* Task requirements: Beginning at the first line of the data, print each line exactly, stopping after the line that contains "impl fmt::Display for".

======== Data for analysis ========

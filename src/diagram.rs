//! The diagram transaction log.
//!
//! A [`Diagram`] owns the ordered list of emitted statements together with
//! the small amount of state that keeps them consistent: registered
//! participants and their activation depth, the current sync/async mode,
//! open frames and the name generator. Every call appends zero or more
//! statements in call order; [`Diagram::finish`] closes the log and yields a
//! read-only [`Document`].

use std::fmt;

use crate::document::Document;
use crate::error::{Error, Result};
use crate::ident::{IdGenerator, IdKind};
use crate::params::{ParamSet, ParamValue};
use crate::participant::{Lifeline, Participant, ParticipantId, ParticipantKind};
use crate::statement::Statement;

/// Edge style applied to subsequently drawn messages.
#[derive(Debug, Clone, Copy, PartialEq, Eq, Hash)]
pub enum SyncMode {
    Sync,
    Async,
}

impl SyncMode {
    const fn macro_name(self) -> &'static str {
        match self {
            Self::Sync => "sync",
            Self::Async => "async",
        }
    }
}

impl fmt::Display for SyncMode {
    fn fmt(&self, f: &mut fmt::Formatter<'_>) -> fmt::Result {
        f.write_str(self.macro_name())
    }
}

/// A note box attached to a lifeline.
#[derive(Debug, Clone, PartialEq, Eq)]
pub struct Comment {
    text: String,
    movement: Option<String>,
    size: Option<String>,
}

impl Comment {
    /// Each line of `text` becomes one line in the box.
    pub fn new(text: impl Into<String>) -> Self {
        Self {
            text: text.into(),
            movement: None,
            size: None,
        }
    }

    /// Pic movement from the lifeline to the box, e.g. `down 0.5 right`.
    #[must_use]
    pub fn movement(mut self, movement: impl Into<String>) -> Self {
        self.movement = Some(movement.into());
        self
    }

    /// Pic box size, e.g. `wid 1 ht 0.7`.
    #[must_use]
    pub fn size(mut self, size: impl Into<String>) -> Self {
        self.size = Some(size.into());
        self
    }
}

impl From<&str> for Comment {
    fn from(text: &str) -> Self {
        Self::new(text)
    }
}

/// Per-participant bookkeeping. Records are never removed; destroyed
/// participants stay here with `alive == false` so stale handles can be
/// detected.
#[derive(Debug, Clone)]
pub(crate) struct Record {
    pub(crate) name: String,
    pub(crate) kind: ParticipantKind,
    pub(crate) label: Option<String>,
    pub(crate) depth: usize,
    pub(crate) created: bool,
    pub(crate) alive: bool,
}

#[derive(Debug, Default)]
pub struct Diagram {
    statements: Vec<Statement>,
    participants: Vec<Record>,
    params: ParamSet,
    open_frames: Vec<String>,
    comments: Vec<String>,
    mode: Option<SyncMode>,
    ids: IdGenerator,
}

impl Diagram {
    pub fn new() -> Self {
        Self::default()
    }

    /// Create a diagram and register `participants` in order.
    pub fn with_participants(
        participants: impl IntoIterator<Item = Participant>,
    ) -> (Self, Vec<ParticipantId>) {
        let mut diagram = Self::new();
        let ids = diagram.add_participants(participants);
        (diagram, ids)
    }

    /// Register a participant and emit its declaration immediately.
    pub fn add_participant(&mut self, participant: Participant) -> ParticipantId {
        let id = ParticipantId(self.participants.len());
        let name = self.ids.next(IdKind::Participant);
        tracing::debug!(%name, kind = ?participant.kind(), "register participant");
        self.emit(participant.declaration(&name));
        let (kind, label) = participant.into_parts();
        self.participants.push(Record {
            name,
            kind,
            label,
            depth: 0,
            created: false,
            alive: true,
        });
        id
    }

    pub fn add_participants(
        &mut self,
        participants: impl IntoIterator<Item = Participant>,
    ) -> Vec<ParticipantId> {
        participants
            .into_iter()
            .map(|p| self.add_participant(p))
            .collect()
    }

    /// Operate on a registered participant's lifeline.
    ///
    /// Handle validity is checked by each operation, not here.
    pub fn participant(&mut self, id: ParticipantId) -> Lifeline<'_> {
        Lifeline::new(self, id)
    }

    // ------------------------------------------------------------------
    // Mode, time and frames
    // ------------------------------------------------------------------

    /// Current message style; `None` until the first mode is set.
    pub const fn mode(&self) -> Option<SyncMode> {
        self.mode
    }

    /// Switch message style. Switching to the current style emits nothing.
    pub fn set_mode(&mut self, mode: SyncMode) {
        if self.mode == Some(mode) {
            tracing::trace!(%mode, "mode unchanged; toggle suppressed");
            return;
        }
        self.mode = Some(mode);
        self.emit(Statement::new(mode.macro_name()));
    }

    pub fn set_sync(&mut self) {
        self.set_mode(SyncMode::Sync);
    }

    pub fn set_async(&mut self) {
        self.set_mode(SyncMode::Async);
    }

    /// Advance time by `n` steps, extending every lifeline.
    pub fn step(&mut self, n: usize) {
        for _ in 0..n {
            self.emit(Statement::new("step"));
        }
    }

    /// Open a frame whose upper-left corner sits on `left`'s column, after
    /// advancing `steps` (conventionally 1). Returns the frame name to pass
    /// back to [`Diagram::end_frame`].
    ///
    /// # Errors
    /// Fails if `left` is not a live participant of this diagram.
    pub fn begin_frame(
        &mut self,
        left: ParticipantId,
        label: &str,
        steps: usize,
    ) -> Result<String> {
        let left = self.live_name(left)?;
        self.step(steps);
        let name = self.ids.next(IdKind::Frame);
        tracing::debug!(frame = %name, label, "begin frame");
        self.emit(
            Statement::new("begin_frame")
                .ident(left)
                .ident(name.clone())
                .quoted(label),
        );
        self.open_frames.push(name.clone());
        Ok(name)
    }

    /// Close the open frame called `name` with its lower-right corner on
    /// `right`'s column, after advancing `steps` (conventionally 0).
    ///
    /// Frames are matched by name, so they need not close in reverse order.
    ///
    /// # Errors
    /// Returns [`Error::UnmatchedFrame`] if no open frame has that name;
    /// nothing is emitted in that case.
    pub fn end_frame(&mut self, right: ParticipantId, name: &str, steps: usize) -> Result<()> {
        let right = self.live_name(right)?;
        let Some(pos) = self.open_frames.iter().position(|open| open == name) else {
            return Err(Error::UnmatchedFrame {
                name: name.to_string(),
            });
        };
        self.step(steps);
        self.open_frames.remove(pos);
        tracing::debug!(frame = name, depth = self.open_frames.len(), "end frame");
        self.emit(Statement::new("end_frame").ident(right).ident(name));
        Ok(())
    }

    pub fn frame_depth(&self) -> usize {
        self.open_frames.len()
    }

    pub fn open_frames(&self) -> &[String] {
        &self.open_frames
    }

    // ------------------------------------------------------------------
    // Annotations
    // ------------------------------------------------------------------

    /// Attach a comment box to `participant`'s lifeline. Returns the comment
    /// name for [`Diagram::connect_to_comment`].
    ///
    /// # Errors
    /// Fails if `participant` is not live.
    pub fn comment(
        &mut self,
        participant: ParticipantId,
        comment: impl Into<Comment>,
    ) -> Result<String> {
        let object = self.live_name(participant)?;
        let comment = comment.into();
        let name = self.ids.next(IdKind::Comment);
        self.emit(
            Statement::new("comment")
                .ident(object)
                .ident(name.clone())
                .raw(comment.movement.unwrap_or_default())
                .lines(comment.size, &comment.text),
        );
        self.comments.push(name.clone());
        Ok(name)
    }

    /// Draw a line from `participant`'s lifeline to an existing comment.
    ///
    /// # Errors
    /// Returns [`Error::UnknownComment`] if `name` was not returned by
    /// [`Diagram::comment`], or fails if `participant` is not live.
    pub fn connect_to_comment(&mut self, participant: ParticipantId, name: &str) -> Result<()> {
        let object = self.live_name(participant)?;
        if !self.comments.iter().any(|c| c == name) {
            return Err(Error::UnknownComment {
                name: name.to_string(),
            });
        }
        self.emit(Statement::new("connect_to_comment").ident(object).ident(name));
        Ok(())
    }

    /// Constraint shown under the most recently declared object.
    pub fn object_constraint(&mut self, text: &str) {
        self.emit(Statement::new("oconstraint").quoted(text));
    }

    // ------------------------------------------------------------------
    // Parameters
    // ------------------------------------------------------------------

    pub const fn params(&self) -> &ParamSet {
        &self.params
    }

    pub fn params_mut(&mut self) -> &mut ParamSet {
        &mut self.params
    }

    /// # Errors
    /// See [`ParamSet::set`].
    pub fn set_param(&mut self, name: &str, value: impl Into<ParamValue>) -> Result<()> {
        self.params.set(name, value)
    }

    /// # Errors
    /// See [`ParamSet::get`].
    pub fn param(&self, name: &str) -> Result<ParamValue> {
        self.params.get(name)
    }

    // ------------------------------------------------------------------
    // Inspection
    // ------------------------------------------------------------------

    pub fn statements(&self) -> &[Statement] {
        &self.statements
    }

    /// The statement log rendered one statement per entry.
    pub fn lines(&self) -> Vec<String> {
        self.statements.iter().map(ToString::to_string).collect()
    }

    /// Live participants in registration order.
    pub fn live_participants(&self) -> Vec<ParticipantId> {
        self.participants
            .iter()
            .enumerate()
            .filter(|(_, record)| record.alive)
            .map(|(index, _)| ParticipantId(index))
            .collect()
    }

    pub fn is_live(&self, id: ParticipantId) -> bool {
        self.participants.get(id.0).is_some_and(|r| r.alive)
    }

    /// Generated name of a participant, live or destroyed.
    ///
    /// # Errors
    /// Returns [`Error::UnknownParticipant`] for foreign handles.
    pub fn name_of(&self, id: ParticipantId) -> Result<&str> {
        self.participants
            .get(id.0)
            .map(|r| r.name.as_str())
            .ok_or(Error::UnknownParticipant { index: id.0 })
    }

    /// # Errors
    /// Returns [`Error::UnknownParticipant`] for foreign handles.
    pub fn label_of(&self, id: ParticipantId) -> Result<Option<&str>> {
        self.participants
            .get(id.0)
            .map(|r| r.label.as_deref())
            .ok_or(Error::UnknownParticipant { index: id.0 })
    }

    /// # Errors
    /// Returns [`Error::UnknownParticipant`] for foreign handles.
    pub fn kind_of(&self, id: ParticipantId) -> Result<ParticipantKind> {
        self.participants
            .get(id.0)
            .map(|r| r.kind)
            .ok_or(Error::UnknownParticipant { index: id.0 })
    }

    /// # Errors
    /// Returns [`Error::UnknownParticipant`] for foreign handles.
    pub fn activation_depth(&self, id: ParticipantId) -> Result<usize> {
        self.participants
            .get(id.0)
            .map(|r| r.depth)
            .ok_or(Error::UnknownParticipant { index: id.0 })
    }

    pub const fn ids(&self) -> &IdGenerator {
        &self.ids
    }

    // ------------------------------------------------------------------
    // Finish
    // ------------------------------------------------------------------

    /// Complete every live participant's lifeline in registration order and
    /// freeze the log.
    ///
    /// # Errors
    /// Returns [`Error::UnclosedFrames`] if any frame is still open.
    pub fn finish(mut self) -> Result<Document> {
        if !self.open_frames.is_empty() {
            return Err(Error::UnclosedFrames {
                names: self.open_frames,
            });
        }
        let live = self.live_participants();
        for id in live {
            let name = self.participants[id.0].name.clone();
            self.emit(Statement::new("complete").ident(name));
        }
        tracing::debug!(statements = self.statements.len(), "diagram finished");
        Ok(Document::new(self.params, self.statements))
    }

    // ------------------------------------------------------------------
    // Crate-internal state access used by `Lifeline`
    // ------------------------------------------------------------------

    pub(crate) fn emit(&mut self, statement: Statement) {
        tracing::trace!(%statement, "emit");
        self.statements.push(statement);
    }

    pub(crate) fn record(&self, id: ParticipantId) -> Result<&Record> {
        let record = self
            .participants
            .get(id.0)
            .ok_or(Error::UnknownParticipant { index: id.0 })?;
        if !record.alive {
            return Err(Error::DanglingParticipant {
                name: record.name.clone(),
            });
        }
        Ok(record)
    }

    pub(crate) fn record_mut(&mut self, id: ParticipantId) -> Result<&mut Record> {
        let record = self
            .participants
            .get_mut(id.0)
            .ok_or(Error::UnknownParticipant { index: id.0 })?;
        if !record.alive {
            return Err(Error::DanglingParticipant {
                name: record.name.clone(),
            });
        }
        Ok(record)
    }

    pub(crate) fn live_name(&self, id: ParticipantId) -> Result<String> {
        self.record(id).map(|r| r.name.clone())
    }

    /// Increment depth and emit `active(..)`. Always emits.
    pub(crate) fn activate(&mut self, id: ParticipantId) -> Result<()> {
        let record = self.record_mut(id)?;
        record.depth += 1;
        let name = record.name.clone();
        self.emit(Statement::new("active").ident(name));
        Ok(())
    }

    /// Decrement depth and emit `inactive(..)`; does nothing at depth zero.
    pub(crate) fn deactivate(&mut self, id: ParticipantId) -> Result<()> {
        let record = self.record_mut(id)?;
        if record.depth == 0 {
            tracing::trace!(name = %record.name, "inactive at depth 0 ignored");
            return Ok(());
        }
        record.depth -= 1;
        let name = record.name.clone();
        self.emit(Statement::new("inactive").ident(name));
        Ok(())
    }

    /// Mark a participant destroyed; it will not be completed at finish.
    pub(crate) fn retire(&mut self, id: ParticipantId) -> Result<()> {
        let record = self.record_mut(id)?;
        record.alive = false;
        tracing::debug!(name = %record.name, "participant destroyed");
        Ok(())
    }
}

========

* Exercise solution:
filename src/diagram.rs
//! The diagram transaction log.
//!
//! A [`Diagram`] owns the ordered list of emitted statements together with
//! the small amount of state that keeps them consistent: registered
//! participants and their activation depth, the current sync/async mode,
//! open frames and the name generator. Every call appends zero or more
//! statements in call order; [`Diagram::finish`] closes the log and yields a
//! read-only [`Document`].

use std::fmt;

use crate::document::Document;
use crate::error::{Error, Result};
use crate::ident::{IdGenerator, IdKind};
use crate::params::{ParamSet, ParamValue};
use crate::participant::{Lifeline, Participant, ParticipantId, ParticipantKind};
use crate::statement::Statement;

/// Edge style applied to subsequently drawn messages.
#[derive(Debug, Clone, Copy, PartialEq, Eq, Hash)]
pub enum SyncMode {
    Sync,
    Async,
}

impl SyncMode {
    const fn macro_name(self) -> &'static str {
        match self {
            Self::Sync => "sync",
            Self::Async => "async",
        }
    }
}

impl fmt::Display for SyncMode {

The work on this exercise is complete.